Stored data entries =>
Start of Block

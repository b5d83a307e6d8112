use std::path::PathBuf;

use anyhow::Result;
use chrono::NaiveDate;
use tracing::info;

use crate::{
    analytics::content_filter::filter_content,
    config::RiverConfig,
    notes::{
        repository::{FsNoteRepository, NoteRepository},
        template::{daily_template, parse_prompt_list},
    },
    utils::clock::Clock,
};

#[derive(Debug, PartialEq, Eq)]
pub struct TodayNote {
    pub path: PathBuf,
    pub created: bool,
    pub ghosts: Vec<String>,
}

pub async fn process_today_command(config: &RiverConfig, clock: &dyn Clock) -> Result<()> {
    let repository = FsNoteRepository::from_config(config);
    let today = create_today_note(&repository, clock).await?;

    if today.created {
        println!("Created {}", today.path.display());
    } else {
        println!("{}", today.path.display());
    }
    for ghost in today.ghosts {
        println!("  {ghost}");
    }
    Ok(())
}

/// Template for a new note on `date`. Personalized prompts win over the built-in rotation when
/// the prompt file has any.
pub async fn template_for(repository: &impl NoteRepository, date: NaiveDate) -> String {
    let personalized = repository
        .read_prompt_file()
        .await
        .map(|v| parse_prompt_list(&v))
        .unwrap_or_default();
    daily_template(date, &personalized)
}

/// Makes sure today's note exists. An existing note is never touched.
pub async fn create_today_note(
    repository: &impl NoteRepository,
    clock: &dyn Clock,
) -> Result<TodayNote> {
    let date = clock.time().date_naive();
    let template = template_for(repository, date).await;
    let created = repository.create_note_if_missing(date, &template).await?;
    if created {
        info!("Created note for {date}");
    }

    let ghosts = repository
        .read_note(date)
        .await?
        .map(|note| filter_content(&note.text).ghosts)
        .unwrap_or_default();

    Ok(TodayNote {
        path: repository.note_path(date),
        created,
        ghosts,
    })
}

End of Block
Start of Block

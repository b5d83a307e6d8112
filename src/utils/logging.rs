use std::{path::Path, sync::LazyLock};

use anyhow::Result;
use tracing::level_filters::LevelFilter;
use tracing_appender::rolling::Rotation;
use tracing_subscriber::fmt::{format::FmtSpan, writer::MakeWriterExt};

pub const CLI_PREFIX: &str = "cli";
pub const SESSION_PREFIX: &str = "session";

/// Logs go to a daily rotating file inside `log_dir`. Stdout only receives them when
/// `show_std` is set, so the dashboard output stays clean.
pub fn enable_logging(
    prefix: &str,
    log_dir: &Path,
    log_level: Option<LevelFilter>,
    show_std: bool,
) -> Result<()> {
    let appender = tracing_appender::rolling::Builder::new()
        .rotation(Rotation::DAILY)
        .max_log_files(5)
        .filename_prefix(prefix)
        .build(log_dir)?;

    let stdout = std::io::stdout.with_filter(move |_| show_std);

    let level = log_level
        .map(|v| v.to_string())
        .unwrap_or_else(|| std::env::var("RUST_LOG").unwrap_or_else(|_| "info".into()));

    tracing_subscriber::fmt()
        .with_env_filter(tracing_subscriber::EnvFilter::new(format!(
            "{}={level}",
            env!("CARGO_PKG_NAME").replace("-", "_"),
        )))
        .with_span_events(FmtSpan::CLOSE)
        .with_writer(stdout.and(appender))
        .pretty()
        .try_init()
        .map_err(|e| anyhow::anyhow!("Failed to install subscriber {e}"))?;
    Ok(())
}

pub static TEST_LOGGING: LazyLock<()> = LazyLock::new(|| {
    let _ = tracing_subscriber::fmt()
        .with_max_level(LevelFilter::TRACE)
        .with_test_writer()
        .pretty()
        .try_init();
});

End of Block

ASSIGNMENT =>
From the entries above, print the lines beginning at the one with "use std::path::PathBuf;" and stopping after the one with "is never touched.", exactly as written and with nothing else.

YOUR SOLUTION =>
use std::path::PathBuf;

use anyhow::Result;
use chrono::NaiveDate;
use tracing::info;

use crate::{
    analytics::content_filter::filter_content,
    config::RiverConfig,
    notes::{
        repository::{FsNoteRepository, NoteRepository},
        template::{daily_template, parse_prompt_list},
    },
    utils::clock::Clock,
};

#[derive(Debug, PartialEq, Eq)]
pub struct TodayNote {
    pub path: PathBuf,
    pub created: bool,
    pub ghosts: Vec<String>,
}

pub async fn process_today_command(config: &RiverConfig, clock: &dyn Clock) -> Result<()> {
    let repository = FsNoteRepository::from_config(config);
    let today = create_today_note(&repository, clock).await?;

    if today.created {
        println!("Created {}", today.path.display());
    } else {
        println!("{}", today.path.display());
    }
    for ghost in today.ghosts {
        println!("  {ghost}");
    }
    Ok(())
}

/// Template for a new note on `date`. Personalized prompts win over the built-in rotation when
/// the prompt file has any.
pub async fn template_for(repository: &impl NoteRepository, date: NaiveDate) -> String {
    let personalized = repository
        .read_prompt_file()
        .await
        .map(|v| parse_prompt_list(&v))
        .unwrap_or_default();
    daily_template(date, &personalized)
}

/// Makes sure today's note exists. An existing note is never touched.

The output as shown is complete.